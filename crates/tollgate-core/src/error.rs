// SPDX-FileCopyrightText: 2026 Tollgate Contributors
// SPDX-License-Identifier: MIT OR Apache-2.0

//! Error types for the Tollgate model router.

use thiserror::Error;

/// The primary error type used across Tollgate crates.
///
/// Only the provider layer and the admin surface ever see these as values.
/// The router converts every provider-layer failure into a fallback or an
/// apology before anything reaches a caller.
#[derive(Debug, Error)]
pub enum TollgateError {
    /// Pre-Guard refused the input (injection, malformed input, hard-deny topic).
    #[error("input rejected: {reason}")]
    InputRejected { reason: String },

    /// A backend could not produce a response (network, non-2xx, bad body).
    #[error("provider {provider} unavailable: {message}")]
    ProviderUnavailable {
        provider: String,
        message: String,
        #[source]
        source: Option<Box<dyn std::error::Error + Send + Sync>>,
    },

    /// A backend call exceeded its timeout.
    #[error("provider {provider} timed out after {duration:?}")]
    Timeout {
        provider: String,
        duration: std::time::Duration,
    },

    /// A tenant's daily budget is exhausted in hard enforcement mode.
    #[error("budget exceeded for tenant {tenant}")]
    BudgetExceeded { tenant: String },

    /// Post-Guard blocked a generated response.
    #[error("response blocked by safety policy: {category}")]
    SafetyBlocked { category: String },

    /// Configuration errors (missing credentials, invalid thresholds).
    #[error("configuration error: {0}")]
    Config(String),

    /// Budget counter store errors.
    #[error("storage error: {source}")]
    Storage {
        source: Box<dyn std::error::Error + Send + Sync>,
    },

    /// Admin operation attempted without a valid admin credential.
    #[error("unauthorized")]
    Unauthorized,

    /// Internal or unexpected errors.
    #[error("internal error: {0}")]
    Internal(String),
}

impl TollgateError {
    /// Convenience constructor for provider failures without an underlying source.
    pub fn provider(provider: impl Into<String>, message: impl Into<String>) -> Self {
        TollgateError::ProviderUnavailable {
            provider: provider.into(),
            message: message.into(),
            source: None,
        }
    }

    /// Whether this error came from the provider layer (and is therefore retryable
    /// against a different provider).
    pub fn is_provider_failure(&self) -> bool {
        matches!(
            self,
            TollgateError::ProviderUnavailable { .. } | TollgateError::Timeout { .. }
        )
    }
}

- - - -

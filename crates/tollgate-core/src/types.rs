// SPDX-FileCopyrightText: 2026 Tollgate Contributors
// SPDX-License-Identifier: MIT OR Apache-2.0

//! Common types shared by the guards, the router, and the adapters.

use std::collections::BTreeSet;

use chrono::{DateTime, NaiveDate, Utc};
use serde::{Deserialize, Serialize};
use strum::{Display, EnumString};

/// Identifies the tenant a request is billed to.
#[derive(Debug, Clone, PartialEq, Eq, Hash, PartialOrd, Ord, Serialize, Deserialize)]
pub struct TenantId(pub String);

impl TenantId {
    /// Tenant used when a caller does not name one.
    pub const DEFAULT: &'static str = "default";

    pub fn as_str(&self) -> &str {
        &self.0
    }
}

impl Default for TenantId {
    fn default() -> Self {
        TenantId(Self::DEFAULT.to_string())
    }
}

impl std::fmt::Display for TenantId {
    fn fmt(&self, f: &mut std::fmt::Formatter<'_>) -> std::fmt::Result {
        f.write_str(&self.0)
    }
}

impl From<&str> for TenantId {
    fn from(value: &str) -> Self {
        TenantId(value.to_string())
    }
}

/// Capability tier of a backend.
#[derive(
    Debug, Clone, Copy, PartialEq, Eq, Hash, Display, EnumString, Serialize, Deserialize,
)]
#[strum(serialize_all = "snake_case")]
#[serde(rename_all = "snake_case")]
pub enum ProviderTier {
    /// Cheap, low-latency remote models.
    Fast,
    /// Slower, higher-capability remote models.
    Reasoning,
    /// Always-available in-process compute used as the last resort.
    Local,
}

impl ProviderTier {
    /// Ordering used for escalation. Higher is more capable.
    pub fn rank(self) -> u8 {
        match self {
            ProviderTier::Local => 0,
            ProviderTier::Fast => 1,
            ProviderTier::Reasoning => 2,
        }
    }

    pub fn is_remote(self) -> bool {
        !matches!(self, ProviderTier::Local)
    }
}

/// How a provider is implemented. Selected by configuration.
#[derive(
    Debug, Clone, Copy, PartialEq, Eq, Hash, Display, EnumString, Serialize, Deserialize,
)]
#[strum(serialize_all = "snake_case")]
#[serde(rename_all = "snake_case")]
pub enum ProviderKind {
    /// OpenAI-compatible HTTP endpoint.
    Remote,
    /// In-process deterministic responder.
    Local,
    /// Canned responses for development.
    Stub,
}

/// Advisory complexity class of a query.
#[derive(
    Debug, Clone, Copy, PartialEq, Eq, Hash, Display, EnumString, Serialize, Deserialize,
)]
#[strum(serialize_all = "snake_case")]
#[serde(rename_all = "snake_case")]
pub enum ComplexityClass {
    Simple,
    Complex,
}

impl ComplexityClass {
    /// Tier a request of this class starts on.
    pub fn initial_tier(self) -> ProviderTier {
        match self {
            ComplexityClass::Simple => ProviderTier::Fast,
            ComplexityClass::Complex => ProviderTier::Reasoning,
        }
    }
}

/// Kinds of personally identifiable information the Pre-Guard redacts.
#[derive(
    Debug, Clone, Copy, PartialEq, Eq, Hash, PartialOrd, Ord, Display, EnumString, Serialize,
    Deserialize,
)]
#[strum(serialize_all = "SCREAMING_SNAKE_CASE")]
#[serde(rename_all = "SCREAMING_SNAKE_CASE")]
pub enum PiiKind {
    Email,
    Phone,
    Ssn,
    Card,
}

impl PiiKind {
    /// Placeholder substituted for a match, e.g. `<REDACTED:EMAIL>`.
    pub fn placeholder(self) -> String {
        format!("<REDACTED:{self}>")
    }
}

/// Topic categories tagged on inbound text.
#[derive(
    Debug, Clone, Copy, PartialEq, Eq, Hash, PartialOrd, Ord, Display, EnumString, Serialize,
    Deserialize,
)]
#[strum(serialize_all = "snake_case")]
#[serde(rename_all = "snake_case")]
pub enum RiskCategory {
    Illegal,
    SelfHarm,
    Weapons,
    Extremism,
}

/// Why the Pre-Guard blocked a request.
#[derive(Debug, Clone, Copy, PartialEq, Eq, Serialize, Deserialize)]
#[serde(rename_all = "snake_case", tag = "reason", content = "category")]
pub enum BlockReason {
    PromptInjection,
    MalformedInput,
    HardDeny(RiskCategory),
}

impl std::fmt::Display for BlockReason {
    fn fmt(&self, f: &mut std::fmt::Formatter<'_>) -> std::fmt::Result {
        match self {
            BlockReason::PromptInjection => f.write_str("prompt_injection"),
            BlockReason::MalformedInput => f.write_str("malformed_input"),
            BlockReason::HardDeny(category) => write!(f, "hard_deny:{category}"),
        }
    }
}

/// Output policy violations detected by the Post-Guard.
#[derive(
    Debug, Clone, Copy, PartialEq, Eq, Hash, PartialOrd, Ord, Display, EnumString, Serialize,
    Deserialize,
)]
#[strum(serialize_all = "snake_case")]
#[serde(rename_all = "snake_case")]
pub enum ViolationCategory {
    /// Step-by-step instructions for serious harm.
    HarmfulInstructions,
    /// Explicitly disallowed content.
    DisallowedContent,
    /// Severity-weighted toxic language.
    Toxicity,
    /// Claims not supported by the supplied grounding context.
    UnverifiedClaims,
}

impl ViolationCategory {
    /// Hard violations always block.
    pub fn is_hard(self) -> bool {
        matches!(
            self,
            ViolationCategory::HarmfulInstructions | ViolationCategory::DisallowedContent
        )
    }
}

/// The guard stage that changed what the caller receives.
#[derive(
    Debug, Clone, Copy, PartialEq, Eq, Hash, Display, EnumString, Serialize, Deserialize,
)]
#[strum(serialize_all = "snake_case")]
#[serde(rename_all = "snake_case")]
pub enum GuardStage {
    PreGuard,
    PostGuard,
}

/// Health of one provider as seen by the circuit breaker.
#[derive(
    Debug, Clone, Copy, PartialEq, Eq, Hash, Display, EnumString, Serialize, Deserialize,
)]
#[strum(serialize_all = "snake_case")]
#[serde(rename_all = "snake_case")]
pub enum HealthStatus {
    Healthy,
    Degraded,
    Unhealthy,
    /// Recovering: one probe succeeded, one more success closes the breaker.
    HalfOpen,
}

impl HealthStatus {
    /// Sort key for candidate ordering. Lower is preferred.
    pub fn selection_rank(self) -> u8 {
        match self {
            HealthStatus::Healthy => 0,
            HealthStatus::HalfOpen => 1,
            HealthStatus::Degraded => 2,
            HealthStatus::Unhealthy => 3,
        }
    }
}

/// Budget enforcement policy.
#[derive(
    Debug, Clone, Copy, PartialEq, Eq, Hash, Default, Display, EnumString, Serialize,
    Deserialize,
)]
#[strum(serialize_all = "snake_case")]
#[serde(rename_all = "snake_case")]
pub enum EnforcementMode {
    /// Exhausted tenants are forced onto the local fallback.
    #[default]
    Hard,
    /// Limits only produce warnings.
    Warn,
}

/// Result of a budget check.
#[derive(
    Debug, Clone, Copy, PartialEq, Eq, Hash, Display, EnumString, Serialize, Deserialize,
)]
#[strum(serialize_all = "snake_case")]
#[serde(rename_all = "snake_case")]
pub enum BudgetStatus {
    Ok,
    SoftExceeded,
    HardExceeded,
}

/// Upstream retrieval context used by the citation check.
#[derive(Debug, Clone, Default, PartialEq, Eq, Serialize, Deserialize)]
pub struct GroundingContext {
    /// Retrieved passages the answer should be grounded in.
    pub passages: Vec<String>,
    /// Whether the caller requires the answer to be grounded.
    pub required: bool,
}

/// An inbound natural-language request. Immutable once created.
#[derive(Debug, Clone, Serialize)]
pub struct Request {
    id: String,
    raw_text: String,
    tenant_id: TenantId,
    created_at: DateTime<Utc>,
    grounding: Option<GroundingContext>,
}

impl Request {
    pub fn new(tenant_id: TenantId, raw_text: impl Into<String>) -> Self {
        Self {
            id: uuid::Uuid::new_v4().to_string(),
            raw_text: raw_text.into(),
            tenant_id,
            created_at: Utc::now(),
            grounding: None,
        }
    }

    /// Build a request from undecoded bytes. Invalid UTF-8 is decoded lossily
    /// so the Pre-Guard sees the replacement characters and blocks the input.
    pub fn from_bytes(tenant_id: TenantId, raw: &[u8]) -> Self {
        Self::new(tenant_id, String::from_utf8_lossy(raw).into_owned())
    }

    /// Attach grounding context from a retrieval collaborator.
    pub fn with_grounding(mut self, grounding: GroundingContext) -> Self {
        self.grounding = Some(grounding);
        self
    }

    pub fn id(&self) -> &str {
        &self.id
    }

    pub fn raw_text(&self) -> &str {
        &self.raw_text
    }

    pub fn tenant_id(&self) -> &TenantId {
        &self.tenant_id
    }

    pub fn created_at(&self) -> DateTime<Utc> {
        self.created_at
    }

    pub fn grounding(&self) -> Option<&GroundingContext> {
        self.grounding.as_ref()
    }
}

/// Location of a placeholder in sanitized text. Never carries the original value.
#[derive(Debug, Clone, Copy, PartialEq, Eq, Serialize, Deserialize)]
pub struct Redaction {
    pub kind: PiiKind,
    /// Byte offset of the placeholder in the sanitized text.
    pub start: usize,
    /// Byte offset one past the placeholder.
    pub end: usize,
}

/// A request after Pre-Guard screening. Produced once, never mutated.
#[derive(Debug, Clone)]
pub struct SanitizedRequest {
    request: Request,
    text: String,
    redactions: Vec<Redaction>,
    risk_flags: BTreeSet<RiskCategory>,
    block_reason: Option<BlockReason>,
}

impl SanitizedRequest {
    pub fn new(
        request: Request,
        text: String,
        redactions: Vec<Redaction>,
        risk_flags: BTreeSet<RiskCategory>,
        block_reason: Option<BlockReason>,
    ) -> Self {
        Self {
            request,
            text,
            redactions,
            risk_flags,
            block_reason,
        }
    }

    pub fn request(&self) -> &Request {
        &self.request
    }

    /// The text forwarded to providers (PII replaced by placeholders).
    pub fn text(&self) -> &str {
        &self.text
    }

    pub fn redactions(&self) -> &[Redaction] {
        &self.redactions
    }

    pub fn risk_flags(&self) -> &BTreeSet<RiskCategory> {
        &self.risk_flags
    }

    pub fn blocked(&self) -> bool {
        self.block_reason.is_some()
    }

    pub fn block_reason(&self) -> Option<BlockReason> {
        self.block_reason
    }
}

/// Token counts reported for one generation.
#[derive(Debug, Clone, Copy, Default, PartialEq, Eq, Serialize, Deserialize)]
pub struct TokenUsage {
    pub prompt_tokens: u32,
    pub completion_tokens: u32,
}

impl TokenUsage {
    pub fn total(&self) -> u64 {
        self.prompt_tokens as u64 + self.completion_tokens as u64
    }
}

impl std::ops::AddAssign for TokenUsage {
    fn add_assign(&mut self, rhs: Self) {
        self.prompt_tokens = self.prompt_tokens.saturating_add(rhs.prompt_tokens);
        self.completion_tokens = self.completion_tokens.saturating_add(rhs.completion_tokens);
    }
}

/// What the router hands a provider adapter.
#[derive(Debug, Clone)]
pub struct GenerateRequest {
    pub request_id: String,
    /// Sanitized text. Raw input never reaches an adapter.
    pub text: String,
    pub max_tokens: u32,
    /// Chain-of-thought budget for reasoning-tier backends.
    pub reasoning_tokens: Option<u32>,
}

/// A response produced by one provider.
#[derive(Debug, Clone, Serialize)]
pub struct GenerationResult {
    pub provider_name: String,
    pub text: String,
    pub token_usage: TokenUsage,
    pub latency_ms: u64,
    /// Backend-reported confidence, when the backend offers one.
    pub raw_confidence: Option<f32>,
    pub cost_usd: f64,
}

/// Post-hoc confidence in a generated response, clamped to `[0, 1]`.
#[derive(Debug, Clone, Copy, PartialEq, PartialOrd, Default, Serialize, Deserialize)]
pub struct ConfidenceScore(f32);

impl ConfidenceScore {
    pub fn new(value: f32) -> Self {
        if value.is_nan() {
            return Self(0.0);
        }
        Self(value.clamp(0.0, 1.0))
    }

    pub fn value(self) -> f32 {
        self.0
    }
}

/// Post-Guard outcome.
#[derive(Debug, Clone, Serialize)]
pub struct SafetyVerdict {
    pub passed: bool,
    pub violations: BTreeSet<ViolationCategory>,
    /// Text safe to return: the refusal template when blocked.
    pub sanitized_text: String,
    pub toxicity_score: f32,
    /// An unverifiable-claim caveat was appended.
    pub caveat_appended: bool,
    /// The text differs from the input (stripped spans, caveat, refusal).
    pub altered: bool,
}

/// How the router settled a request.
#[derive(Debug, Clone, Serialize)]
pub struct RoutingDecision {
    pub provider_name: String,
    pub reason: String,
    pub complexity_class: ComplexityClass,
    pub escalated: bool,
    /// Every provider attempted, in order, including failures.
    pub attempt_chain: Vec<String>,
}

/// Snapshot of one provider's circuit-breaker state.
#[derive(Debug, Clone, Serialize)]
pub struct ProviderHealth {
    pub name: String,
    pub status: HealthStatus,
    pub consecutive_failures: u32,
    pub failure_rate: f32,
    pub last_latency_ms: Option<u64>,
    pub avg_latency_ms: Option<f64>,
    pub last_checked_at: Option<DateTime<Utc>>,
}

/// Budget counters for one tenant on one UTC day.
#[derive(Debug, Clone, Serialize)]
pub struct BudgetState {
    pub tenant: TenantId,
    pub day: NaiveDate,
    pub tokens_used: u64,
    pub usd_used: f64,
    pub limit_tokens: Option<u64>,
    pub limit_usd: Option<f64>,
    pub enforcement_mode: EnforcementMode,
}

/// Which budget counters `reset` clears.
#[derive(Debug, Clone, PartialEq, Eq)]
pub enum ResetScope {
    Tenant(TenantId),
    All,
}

- - - -

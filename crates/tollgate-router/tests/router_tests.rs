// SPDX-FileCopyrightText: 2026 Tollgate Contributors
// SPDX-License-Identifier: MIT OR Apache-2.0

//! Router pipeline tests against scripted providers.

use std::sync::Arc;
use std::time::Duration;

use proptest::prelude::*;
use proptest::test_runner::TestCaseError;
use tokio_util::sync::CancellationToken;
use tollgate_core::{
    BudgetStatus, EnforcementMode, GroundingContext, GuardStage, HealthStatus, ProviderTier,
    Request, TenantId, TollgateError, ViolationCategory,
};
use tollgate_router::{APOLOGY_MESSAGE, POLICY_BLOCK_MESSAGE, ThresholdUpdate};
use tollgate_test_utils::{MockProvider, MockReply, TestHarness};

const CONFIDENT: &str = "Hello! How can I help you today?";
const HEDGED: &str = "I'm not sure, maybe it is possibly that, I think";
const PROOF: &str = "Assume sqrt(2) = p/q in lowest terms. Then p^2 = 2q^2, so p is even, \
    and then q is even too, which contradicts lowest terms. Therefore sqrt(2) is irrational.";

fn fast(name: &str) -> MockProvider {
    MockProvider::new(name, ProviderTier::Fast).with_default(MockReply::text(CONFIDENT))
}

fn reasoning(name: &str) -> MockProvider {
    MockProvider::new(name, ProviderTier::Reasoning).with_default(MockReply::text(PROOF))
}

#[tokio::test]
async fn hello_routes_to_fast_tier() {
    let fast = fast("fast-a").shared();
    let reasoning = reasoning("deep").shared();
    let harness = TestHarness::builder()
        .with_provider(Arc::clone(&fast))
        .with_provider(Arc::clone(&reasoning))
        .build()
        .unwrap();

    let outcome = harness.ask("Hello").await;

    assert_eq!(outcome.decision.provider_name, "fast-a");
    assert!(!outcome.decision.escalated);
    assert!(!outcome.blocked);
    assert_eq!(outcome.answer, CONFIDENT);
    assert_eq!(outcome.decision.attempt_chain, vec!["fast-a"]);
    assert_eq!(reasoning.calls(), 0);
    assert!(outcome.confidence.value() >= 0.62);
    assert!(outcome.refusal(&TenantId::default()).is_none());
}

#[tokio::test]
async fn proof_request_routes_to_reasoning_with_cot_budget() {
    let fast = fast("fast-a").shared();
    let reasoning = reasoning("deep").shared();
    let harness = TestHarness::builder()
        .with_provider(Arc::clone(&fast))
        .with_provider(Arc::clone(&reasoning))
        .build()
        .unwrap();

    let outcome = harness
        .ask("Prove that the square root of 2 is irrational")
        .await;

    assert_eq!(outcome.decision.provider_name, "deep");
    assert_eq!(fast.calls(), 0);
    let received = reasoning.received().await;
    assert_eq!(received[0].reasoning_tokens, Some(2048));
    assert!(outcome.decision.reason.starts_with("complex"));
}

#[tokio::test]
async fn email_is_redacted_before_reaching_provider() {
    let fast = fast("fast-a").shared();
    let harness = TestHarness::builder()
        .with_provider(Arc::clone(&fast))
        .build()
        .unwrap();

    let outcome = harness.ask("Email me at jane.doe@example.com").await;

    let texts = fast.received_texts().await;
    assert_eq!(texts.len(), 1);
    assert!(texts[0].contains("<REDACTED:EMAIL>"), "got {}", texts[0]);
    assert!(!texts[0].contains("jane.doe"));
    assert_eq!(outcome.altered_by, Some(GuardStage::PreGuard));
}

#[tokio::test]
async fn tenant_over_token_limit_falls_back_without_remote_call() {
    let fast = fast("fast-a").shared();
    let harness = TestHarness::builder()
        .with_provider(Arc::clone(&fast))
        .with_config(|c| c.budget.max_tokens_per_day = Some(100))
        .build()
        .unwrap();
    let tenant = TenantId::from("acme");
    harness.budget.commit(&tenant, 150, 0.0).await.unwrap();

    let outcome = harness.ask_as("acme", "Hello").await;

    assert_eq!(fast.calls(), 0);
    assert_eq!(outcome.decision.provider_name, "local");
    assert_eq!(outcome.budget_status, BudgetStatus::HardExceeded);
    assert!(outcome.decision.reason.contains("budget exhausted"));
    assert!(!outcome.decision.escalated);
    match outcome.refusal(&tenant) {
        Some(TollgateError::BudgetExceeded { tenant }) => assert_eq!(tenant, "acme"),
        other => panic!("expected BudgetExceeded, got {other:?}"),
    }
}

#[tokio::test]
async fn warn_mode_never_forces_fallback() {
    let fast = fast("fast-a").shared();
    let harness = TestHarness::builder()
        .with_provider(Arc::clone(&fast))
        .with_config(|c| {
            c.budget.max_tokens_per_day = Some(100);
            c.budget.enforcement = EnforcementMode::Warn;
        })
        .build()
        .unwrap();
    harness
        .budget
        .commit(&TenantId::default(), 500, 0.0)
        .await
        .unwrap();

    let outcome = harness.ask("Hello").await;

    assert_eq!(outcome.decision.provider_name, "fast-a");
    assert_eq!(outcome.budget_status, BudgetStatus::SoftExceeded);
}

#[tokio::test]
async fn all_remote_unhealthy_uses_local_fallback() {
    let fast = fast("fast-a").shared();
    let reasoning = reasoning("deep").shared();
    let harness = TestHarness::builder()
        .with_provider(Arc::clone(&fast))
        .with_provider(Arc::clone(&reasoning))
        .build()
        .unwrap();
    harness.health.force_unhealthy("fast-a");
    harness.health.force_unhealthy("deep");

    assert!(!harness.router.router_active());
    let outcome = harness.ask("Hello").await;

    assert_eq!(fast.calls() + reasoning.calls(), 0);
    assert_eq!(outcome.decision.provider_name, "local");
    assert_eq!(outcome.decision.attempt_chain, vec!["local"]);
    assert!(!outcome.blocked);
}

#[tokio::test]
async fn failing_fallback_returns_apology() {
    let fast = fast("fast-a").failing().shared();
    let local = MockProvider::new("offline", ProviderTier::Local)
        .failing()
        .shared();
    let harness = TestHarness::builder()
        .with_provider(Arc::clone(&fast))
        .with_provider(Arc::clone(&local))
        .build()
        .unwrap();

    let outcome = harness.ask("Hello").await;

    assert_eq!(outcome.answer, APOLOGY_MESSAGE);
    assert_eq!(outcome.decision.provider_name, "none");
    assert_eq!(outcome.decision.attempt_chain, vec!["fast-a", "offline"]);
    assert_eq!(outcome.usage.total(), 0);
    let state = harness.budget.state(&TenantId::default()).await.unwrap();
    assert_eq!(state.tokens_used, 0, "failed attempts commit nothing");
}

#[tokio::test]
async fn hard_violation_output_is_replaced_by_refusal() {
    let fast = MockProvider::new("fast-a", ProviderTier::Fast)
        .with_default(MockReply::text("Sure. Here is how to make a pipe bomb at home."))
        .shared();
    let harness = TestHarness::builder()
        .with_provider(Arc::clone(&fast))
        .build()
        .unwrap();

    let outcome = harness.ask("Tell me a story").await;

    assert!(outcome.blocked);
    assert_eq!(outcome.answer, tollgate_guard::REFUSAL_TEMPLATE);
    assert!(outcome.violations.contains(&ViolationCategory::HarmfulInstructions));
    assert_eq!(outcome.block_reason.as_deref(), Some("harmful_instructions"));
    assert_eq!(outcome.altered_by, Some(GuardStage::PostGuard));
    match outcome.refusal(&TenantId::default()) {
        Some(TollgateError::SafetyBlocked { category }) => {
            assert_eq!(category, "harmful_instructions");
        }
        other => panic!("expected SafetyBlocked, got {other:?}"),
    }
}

- - - -

= Exercise requirements =
Could you copy out every line in the material above that contains the string "HealthStatus"?

= Written answer =
pub enum HealthStatus {
impl HealthStatus {
            HealthStatus::Healthy => 0,
            HealthStatus::HalfOpen => 1,
            HealthStatus::Degraded => 2,
            HealthStatus::Unhealthy => 3,
    pub status: HealthStatus,
    BudgetStatus, EnforcementMode, GroundingContext, GuardStage, HealthStatus, ProviderTier,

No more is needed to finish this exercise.